Già nel 2006 fu dimostrato (Columbia University) che l’ipnosi agisce profondamente sui processi cognitivi. Sembra che in stato di ipnosi, alcuni stimoli appresi vengano assorbiti con maggior vividezza rispetto ad uno stato di veglia normale. Ciò influisce direttamente sulla memoria. Inoltre, durante lo stato ipnotico si verifica una maggior attivazione di aree cerebrali deputate alla concentrazione.

Ulteriori studi hanno dimostrato che in stato ipnotico la persona è in grado di migliorare l’elaborazione semantica e di accedere più facilmente al pensiero creativo. Ciò si verificherebbe anche con maggior “velocità e accuratezza nella risposta”.

L’ipnosi agisce migliorando la memoria, la concentrazione, la creatività, ma non solo. Favorisce un maggior controllo delle proprie risorse cognitive ed è sicuramente utile per migliorare la performance nello studio. Un ulteriore studio illuminante a questo proposito ha dimostrato che i voti di alcuni studenti che partecipavano a delle sedute di gruppo di ipnosi sono migliorati rispetto ai gruppi di controllo. Ciò fa emergere che l’ipnosi è un ottimo strumento anche in situazioni di gruppo.

L’ipnosi è un utile strumento anche per affrontare e gestire il problema complesso della procrastinazione, ovvero la tendenza a rimandare. Si calcola, infatti, che la procrastinazione accademica sia molto diffusa (70% circa). Essa, inoltre, è connessa ad altre problematiche dello studente, come la gestione del tempo e delle priorità e la distraibilità.

Il focus sui problemi alimentari.

Durante alcune fasi dello sviluppo è probabile che possano insorgere delle problematiche legate all’alimentazione. Tra queste, sicuramente l’anoressia e la bulimia sono quelle più note e diffuse.

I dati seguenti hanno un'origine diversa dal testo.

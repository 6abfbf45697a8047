use super::{Entity, Linkable, LinkedSource, Metadata, Permissions, PlayableKind, Sourced};
use serde::{Deserialize, Serialize};
use std::borrow::Cow;

/// Album; `track_ids` is in track order
#[derive(Debug, Clone, PartialEq, Default, Serialize, Deserialize)]
#[serde(default)]
pub struct Album {
    pub id: String,
    pub user_id: String,
    pub upc: String,
    pub title: String,
    pub artist_ids: Vec<String>,
    pub track_ids: Vec<String>,
    pub description: String,
    pub release_date: String,
    pub listen_count: i64,
    pub favorite_count: i64,
    pub addition_date: i64,
    pub tags: Vec<String>,
    pub additional_meta: Metadata,
    pub permissions: Permissions,
    pub linked_item_ids: Vec<String>,
    pub metadata_source: LinkedSource,
}

impl Entity for Album {
    fn kind(&self) -> PlayableKind {
        PlayableKind::Album
    }

    fn id(&self) -> &str {
        &self.id
    }

    fn user_id(&self) -> &str {
        &self.user_id
    }

    fn title(&self) -> &str {
        &self.title
    }

    fn description(&self) -> &str {
        &self.description
    }

    fn release_date(&self) -> Cow<'_, str> {
        Cow::Borrowed(&self.release_date)
    }

    fn addition_date(&self) -> i64 {
        self.addition_date
    }

    fn tags(&self) -> &[String] {
        &self.tags
    }

    fn additional_meta(&self) -> &Metadata {
        &self.additional_meta
    }

    fn permissions(&self) -> &Permissions {
        &self.permissions
    }
}

impl Linkable for Album {
    fn linked_item_ids(&self) -> &[String] {
        &self.linked_item_ids
    }
}

impl Sourced for Album {
    fn view_count(&self) -> i64 {
        self.listen_count
    }

    fn metadata_source(&self) -> &LinkedSource {
        &self.metadata_source
    }
}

L’anoressia nervosa è caratterizzata da un rifiuto persistente del cibo e dalla paura ossessiva di ingrassare. La bulimia, invece, è un disturbo dell’alimentazione che presenta fasi caratterizzate dall’assunzione di grandi quantità di cibo seguite da fasi in cui vengono attuati diversi metodi (per esempio il vomito autoindotto), per riuscire a non acquisire peso.


Attraverso alcuni studi recenti, si è rilevata una significativa diminuzione del 
volume di materia grigia nelle pazienti affette da anoressia, specie nel lobo parietale (inferiore e superiore). Tale area sarebbe collegata alla costruzione e alla modifica delle immagini mentali e soprattutto alla rappresentazione mentale del sé.

Utilizzare l’ipnosi con pazienti affetti da disturbi alimentari non è cosa semplice, soprattutto perchè tali pazienti presentano numerosi comportamenti di controllo. Ciò si registra soprattutto in caso di anoressia. Nel caso della bulimia, invece, differenti studi evidenziano la maggior efficacia dell’ipnosi. Il tipico stato di dissociazione durante alcuni attacchi di fame nervosa, infatti, può essere considerato simile a quello riscontrato durante un procedimento ipnotico.

Tra i disturbi alimentari, c’è anche il Binge Eating Disorder, detto anche disturbo da alimentazione incontrollata, caratterizzato da mangiare rapidamente una grande quantità di cibo, anche in assenza di appetito o fame; sentirsi spiacevolmente pieni; mangiare in solitudine e sperimentare senso di colpa e vergogna. Il disturbo sembra essere connesso a rabbia, ansia, noia e frustrazione. Sebbene esistano pochissime evidenze scientifiche sulla validità dell’ipnosi e il BED, essa può essere strategica soprattutto per gestire i sentimenti di autosvalutazione della persona e per comprendere le ragioni delle abbuffate. In tal senso, l’ipnosi “lavora” molto non solo sul piano comportamentale, ma anche emozionale.

Oltre alle evidenze cliniche e ai disturbi brevemente descritti, lipnosi viene utilizzata anche per gestire diete e piani alimentari, lì dove la persona “ricada” sempre e comunque in vecchie abitudini o non riesca a seguire la nuova alimentazione. Con l’ipnosi, infatti, si possono “smuovere” volontà e motivazione del cliente, oltre a creare condizionamenti negativi nei confronti di alcuni cibi (es. cliente goloso di dolci che attraverso l’ipnosi, sperimenta una sensazione di sgradevolezza nei confronti degli stessi).

Come al solito, prima di procedere all’utilizzo dell’ipnosi nell’ambito della sfera alimentare, è opportuno procedere ad un’indagine approfondita su altre problematiche e situazioni cliniche eventuali che possano interferire con la situazione della persona.

Ipnosi e fobie?

L’ipnosi può essere utilizzata anche per la gestione e la risoluzione di alcune fobie. Come sappiamo ne esistono davvero tante e in questo, l’individuo è davvero molto creativo!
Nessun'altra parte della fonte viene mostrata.